== Data provided ==
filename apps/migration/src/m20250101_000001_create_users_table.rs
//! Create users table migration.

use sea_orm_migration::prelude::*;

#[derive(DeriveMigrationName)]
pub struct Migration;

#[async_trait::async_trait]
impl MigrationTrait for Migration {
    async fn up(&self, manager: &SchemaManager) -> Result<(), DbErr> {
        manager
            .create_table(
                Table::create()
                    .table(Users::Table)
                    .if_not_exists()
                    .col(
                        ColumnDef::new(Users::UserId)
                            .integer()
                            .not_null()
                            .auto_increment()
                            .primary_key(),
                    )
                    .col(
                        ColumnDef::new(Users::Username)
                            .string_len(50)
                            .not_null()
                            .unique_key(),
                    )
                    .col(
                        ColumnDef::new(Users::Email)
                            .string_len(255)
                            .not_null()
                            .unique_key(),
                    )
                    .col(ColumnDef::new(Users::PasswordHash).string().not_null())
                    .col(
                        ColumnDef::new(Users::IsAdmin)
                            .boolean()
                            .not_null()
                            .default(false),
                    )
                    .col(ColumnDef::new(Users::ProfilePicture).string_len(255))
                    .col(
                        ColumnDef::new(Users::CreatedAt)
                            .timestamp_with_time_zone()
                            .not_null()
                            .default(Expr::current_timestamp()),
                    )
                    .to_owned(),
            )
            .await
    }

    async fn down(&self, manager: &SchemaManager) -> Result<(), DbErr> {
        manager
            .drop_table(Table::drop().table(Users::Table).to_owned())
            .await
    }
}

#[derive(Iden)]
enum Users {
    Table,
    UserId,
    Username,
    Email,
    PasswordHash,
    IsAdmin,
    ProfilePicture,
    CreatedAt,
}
===
== Data provided ==
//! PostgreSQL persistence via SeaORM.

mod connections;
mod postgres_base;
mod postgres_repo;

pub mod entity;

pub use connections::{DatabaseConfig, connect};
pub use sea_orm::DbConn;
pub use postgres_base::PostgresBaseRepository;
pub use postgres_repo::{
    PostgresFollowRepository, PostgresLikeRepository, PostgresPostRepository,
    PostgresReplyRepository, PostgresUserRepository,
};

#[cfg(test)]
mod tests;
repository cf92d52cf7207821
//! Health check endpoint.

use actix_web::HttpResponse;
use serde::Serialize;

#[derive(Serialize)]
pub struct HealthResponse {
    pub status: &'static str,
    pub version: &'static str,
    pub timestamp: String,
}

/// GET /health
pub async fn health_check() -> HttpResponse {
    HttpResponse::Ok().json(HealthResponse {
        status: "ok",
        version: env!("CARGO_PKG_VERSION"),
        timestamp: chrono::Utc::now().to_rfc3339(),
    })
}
===
## [Task details]
Take from the listing above each line in which the string "IsAdmin" is found.

## [Output of the task]
                        ColumnDef::new(Users::IsAdmin)
    IsAdmin,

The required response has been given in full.